Ocean ecosystems, biogeochemistry, sediments, acoustics and optics are all developed, maintained and evaluated as part of the Met Office operational oceanographic modelling capability.
Our objectives are to develop, implement, validate, maintain and improve the Met Office's short range marine ecosystem and sediment modelling systems at global and regional scales, including coastal shallow waters. Key activities in this area include the development, implementation, validation, maintenance and improvement of the modelling systems, comprising an in-house sediment model as well as open ocean (HadOCC) and shelf seas (ERSEM) ecosystem models.
The research involves applying carbon-cycle and biogeochemical models, fully coupled to physical models, for both the open ocean and north-west European shelf waters. For the shelf-seas around the UK we apply the MRCS hydrodynamic model configuration, coupled to ERSEM. MRCS is based on the POLCOMS model developed at the Proudman Oceanographic Laboratory, while ERSEM is a complex ecosystem model under development at the Plymouth Marine Laboratory.
Incorporated into the shelf seas model is a 3-dimensional on-line coupled sediment model which has been developed at the Met Office.

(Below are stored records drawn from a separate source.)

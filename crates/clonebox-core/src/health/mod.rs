//! Evaluates typed probes, maintains a per-probe state machine, and runs
//! the recurring scheduler that dispatches `on_failure`/`on_recovery`
//! actions on transitions (spec §4.8).

mod probes;

use std::collections::HashMap;
use std::sync::Arc;
use std::time::Duration;

use clonebox_types::{HealthCheckConfig, HealthCheckResult, HealthStatus};
use tokio::sync::{watch, RwLock};
use tokio::task::JoinHandle;
use tracing::{info, warn};

use crate::error::Result;
use crate::hypervisor::HypervisorBackend;
use crate::process::{self, RunRequest};

#[derive(Debug, Clone)]
struct ProbeState {
    consecutive_failures: u32,
    consecutive_successes: u32,
    status: HealthStatus,
}

impl Default for ProbeState {
    fn default() -> Self {
        Self {
            consecutive_failures: 0,
            consecutive_successes: 0,
            status: HealthStatus::Unknown,
        }
    }
}

/// Per-VM aggregation (spec §4.8): `unhealthy` if any `critical` probe is
/// `unhealthy`; else `degraded` if any probe is unhealthy or degraded;
/// else `healthy` if every probe is healthy; else `unknown`.
pub fn aggregate(probes: &[(bool, HealthStatus)]) -> HealthStatus {
    if probes.is_empty() {
        return HealthStatus::Unknown;
    }
    if probes.iter().any(|(critical, status)| *critical && *status == HealthStatus::Unhealthy) {
        return HealthStatus::Unhealthy;
    }
    if probes
        .iter()
        .any(|(_, status)| matches!(status, HealthStatus::Unhealthy | HealthStatus::Degraded))
    {
        return HealthStatus::Degraded;
    }
    if probes.iter().all(|(_, status)| *status == HealthStatus::Healthy) {
        return HealthStatus::Healthy;
    }
    HealthStatus::Unknown
}

pub struct HealthEngine {
    hypervisor: Arc<dyn HypervisorBackend>,
}

impl HealthEngine {
    pub fn new(hypervisor: Arc<dyn HypervisorBackend>) -> Self {
        Self { hypervisor }
    }

    /// Runs one probe invocation, advances the consecutive-failure /
    /// consecutive-success state machine in place, and dispatches the
    /// transition action (if any). Invariant: one of the two counters is
    /// always zero (spec invariant 4).
    async fn check_once(&self, vm_name: &str, config: &HealthCheckConfig, state: &mut ProbeState) -> HealthCheckResult {
        let start = std::time::Instant::now();
        let was_healthy = state.status == HealthStatus::Healthy;

        let outcome = tokio::time::timeout(
            config.timeout,
            probes::execute(self.hypervisor.as_ref(), vm_name, &config.probe_type, config.timeout),
        )
        .await;

        let (observed, message, details) = match outcome {
            Ok(Ok(result)) => result,
            Ok(Err(e)) => (HealthStatus::Unknown, e.to_string(), serde_json::Value::Null),
            Err(_) => (HealthStatus::Unhealthy, "Timeout".to_string(), serde_json::Value::Null),
        };

        if observed == HealthStatus::Healthy {
            state.consecutive_successes += 1;
            state.consecutive_failures = 0;
        } else {
            state.consecutive_failures += 1;
            state.consecutive_successes = 0;
        }

        let declared = if state.consecutive_failures >= config.failure_threshold {
            HealthStatus::Unhealthy
        } else if state.consecutive_failures > 0 {
            HealthStatus::Degraded
        } else if state.consecutive_successes >= config.success_threshold {
            HealthStatus::Healthy
        } else {
            state.status
        };
        state.status = declared;

        let is_healthy_now = declared == HealthStatus::Healthy;
        if was_healthy && !is_healthy_now {
            self.dispatch_action(vm_name, config, config.on_failure.as_deref(), "on_failure").await;
        } else if !was_healthy && is_healthy_now {
            self.dispatch_action(vm_name, config, config.on_recovery.as_deref(), "on_recovery").await;
        }

        HealthCheckResult {
            name: config.name.clone(),
            status: declared,
            observed_at: chrono::Utc::now(),
            duration: start.elapsed(),
            message,
            details,
            consecutive_failures: state.consecutive_failures,
            consecutive_successes: state.consecutive_successes,
        }
    }

    /// Action dispatch failures are logged and never mask the declared
    /// status (spec §4.8, §7).
    async fn dispatch_action(&self, vm_name: &str, config: &HealthCheckConfig, command: Option<&str>, kind: &str) {
        let Some(command) = command else { return };
        let argv = vec!["sh".to_string(), "-c".to_string(), command.to_string()];
        let probe = config.name.as_str();
        match process::run(RunRequest::new(argv).timeout(Duration::from_secs(30))).await {
            Ok(out) if out.success() => {
                info!(vm_name, probe, action = kind, "health: action dispatched");
            }
            Ok(out) => {
                warn!(vm_name, probe, action = kind, exit_code = ?out.exit_code, "health: action exited non-zero");
            }
            Err(e) => {
                warn!(vm_name, probe, action = kind, error = %e, "health: action dispatch failed");
            }
        }
    }
}

/// Runs one cooperative task per configured probe: `check -> sleep(interval)`
/// until cancelled. Cancellation is delivered through a `watch` channel so
/// it preempts an in-progress sleep immediately, regardless of interval
/// length (spec: cancellation fires within `max(timeout, 2s)`).
pub struct Scheduler {
    cancel_tx: watch::Sender<bool>,
    handles: Vec<JoinHandle<()>>,
    results: Arc<RwLock<HashMap<String, HealthCheckResult>>>,
    critical: Arc<HashMap<String, bool>>,
}

impl Scheduler {
    pub fn start(engine: Arc<HealthEngine>, vm_name: String, configs: Vec<HealthCheckConfig>) -> Self {
        let (cancel_tx, _) = watch::channel(false);
        let results: Arc<RwLock<HashMap<String, HealthCheckResult>>> = Arc::new(RwLock::new(HashMap::new()));
        let critical: Arc<HashMap<String, bool>> = Arc::new(
            configs
                .iter()
                .map(|config| (config.name.clone(), config.critical))
                .collect(),
        );

        let mut handles = Vec::with_capacity(configs.len());
        for config in configs {
            let engine = engine.clone();
            let vm_name = vm_name.clone();
            let results = results.clone();
            let mut cancel_rx = cancel_tx.subscribe();
            handles.push(tokio::spawn(async move {
                let mut state = ProbeState::default();
                loop {
                    let result = engine.check_once(&vm_name, &config, &mut state).await;
                    results.write().await.insert(config.name.clone(), result);
                    if *cancel_rx.borrow() {
                        break;
                    }
                    tokio::select! {
                        _ = tokio::time::sleep(config.interval) => {}
                        _ = cancel_rx.changed() => break,
                    }
                    if *cancel_rx.borrow() {
                        break;
                    }
                }
            }));
        }

        Self { cancel_tx, handles, results, critical }
    }

    pub async fn status(&self) -> HealthStatus {
        let results = self.results.read().await;
        let pairs: Vec<(bool, HealthStatus)> = results
            .iter()
            .map(|(name, result)| (*self.critical.get(name).unwrap_or(&false), result.status))
            .collect();
        aggregate(&pairs)
    }

    pub async fn results(&self) -> Vec<HealthCheckResult> {
        self.results.read().await.values().cloned().collect()
    }

    /// Polls `status()` until it reports `healthy` or `timeout` elapses.
    /// Used by the Orchestrator's health gate.
    pub async fn wait_until_healthy(&self, timeout: Duration) -> bool {
        let deadline = tokio::time::Instant::now() + timeout;
        loop {
            if self.status().await == HealthStatus::Healthy {
                return true;
            }
            if tokio::time::Instant::now() >= deadline {
                return false;
            }
            tokio::time::sleep(Duration::from_millis(200)).await;
        }
    }

    /// Signals every per-probe task to stop and waits for them to exit.
    pub async fn stop(self) {
        let _ = self.cancel_tx.send(true);
        for handle in self.handles {
            let _ = handle.await;
        }
    }
}

#[cfg(test)]
mod tests {
    use super::*;
    use clonebox_types::ProbeType;

    fn config(name: &str, probe_type: ProbeType) -> HealthCheckConfig {
        HealthCheckConfig {
            name: name.to_string(),
            probe_type,
            interval: Duration::from_millis(50),
            timeout: Duration::from_millis(200),
            failure_threshold: 2,
            success_threshold: 1,
            on_failure: None,
            on_recovery: None,
            critical: false,
            tags: Vec::new(),
        }
    }

    #[tokio::test]
    async fn tcp_probe_against_closed_port_degrades_before_threshold() {
        let engine = HealthEngine::new(Arc::new(crate::hypervisor::mock::MockBackend::default()));
        let mut state = ProbeState::default();
        let cfg = config("port-check", ProbeType::Tcp { host: "127.0.0.1".into(), port: 1 });
        let result = engine.check_once("vm", &cfg, &mut state).await;
        assert_eq!(result.status, HealthStatus::Degraded);
        assert_eq!(result.consecutive_failures, 1);
        assert_eq!(result.consecutive_successes, 0);
    }

    #[tokio::test]
    async fn counters_are_mutually_exclusive_across_transitions() {
        let engine = HealthEngine::new(Arc::new(crate::hypervisor::mock::MockBackend::default()));
        let mut state = ProbeState::default();
        let cfg = config("cmd", ProbeType::Command {
            program: "false".into(),
            args: Vec::new(),
            expected_exit_code: 0,
            expected_output_substring: None,
            run_in_guest: false,
        });
        for _ in 0..3 {
            let result = engine.check_once("vm", &cfg, &mut state).await;
            assert!(result.consecutive_failures == 0 || result.consecutive_successes == 0);
        }
        assert_eq!(state.consecutive_successes, 0);
        assert!(state.consecutive_failures >= 2);
        assert_eq!(state.status, HealthStatus::Unhealthy);
    }

    #[test]
    fn aggregate_prioritizes_critical_unhealthy() {
        let probes = vec![(true, HealthStatus::Unhealthy), (false, HealthStatus::Healthy)];
        assert_eq!(aggregate(&probes), HealthStatus::Unhealthy);
    }

    #[test]
    fn aggregate_is_degraded_on_noncritical_unhealthy() {
        let probes = vec![(false, HealthStatus::Unhealthy), (false, HealthStatus::Healthy)];
        assert_eq!(aggregate(&probes), HealthStatus::Degraded);
    }

    #[test]
    fn aggregate_is_healthy_when_all_healthy() {
        let probes = vec![(true, HealthStatus::Healthy), (false, HealthStatus::Healthy)];
        assert_eq!(aggregate(&probes), HealthStatus::Healthy);
    }

    #[test]
    fn aggregate_is_unknown_with_no_probes() {
        assert_eq!(aggregate(&[]), HealthStatus::Unknown);
    }

    #[tokio::test]
    async fn scheduler_runs_probe_and_stops_on_cancel() {
        let engine = Arc::new(HealthEngine::new(Arc::new(crate::hypervisor::mock::MockBackend::default())));
        let cfg = config("always-ok", ProbeType::Command {
            program: "true".into(),
            args: Vec::new(),
            expected_exit_code: 0,
            expected_output_substring: None,
            run_in_guest: false,
        });
        let scheduler = Scheduler::start(engine, "vm".to_string(), vec![cfg]);
        assert!(scheduler.wait_until_healthy(Duration::from_secs(2)).await);
        scheduler.stop().await;
    }
}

The sediment model provides analyses and forecasts of 2 differently sized sediment populations around the UK shelf sea region. The sediment transport mechanisms included in the model are: sea bed erosion, vertical mixing, advection and diffusion, aggregation and disaggregation, settling and deposition. The model is driven by turbulence parameters from the coupled hydrodynamic model and provides in-water light attenuation information to the ecosystem model.
Open ocean ecosystem forecasts are currently pre-operational, but will soon be included in the operational deep ocean modelling systems through coupling the HadOCC model with NEMO. Data assimilation techniques have been recently developed to assimilate ocean colour into the coupled NEMO-HadOCC model so as to improve the spatial and temporal distribution of biological activity by the model. The coupled model has been successfully used in the ESA GlobColour project where we assimilated level 2 products from individual sensors (MERIS and MODIS) as well as level 3 GlobColour merged products, with their associated error characteristics.